TASK GOAL —
Pull every line from the records that has the word "staying" in it.

RECORDS PROVIDED —
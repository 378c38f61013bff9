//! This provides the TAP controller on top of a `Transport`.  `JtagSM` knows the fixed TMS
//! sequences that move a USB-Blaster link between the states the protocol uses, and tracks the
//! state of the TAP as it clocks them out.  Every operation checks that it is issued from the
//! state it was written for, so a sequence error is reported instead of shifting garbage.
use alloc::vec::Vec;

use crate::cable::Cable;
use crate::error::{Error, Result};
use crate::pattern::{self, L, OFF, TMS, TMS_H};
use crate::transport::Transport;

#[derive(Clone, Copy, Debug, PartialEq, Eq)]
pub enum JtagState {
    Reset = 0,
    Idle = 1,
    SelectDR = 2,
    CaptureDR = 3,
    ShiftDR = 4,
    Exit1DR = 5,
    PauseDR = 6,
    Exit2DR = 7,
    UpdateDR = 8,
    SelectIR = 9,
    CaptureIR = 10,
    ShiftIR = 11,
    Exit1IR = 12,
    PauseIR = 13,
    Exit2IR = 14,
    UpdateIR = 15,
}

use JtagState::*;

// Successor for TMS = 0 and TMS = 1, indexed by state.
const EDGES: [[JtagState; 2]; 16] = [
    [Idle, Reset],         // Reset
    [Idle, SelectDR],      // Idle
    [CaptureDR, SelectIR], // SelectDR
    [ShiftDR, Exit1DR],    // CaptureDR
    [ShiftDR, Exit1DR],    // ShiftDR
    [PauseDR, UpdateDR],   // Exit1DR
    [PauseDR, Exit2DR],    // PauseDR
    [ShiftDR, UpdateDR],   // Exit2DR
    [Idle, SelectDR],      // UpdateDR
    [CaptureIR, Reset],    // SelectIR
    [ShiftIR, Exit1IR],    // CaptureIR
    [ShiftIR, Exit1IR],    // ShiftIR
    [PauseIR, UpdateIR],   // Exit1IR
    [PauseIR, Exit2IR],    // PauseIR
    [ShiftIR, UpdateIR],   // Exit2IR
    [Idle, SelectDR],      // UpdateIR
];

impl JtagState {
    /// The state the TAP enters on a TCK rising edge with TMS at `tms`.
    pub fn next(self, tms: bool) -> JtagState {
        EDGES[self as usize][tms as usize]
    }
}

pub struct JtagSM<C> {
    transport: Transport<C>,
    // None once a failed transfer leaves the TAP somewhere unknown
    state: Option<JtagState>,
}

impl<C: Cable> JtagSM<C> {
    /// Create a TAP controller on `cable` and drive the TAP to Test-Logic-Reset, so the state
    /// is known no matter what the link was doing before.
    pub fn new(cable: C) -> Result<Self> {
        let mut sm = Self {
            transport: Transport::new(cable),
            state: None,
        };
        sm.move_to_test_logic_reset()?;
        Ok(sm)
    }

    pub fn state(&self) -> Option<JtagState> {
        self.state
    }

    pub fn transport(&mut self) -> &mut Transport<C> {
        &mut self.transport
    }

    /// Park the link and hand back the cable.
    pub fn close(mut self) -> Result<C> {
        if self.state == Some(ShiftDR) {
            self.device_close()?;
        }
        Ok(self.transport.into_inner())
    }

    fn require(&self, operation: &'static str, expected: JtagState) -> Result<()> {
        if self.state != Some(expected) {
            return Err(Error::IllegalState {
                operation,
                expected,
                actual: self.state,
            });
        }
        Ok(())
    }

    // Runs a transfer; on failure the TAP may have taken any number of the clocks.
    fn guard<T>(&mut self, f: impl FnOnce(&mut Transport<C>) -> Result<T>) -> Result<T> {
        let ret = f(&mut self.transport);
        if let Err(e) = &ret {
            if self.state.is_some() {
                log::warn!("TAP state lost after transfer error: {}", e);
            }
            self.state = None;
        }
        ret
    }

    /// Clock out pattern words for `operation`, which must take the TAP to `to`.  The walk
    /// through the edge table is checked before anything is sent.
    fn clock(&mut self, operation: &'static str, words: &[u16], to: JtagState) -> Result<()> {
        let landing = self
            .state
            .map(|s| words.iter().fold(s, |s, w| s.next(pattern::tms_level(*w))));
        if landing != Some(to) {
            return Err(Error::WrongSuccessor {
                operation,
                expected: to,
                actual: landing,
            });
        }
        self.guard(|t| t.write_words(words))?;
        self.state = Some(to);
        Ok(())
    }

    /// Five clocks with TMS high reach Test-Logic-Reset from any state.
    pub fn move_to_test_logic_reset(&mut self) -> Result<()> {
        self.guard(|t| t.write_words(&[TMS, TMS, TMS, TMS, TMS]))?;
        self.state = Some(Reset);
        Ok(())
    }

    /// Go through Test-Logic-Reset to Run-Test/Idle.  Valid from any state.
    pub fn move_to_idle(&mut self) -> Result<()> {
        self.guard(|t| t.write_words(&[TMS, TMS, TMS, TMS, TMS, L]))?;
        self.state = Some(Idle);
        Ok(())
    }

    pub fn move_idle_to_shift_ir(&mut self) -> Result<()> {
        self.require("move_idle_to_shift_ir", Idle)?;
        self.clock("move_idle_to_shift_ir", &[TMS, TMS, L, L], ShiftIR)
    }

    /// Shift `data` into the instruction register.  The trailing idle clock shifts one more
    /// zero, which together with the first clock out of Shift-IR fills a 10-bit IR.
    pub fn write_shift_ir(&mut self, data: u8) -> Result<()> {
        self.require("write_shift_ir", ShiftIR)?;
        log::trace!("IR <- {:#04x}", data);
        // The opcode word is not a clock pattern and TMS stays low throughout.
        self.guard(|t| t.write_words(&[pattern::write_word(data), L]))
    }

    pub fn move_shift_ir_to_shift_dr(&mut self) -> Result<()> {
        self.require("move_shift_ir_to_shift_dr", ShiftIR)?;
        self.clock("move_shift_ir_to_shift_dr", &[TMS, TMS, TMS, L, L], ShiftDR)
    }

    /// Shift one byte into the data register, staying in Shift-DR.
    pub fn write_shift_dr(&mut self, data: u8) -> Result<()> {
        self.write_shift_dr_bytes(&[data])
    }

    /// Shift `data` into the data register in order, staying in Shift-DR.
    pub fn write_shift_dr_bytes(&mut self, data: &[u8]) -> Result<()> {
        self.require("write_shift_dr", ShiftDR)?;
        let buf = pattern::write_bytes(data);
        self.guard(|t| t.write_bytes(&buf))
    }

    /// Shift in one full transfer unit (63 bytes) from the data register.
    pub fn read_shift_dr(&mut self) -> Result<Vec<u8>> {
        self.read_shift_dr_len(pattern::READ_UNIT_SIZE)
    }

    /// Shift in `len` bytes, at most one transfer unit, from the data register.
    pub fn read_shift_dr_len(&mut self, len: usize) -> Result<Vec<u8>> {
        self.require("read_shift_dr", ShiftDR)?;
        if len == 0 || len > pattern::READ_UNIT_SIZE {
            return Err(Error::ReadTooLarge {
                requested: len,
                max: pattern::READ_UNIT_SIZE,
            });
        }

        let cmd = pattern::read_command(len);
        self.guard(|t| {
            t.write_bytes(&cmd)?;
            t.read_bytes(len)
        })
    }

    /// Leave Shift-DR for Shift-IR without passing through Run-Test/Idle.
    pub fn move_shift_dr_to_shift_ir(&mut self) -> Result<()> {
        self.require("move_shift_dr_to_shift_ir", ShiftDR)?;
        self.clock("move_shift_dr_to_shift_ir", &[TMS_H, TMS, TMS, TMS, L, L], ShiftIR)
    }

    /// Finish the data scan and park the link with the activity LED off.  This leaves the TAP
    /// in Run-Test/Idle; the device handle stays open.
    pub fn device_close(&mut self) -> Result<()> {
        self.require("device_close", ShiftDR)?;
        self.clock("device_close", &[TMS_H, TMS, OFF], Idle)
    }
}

ANSWER —
    /// Shift one byte into the data register, staying in Shift-DR.
    /// Shift `data` into the data register in order, staying in Shift-DR.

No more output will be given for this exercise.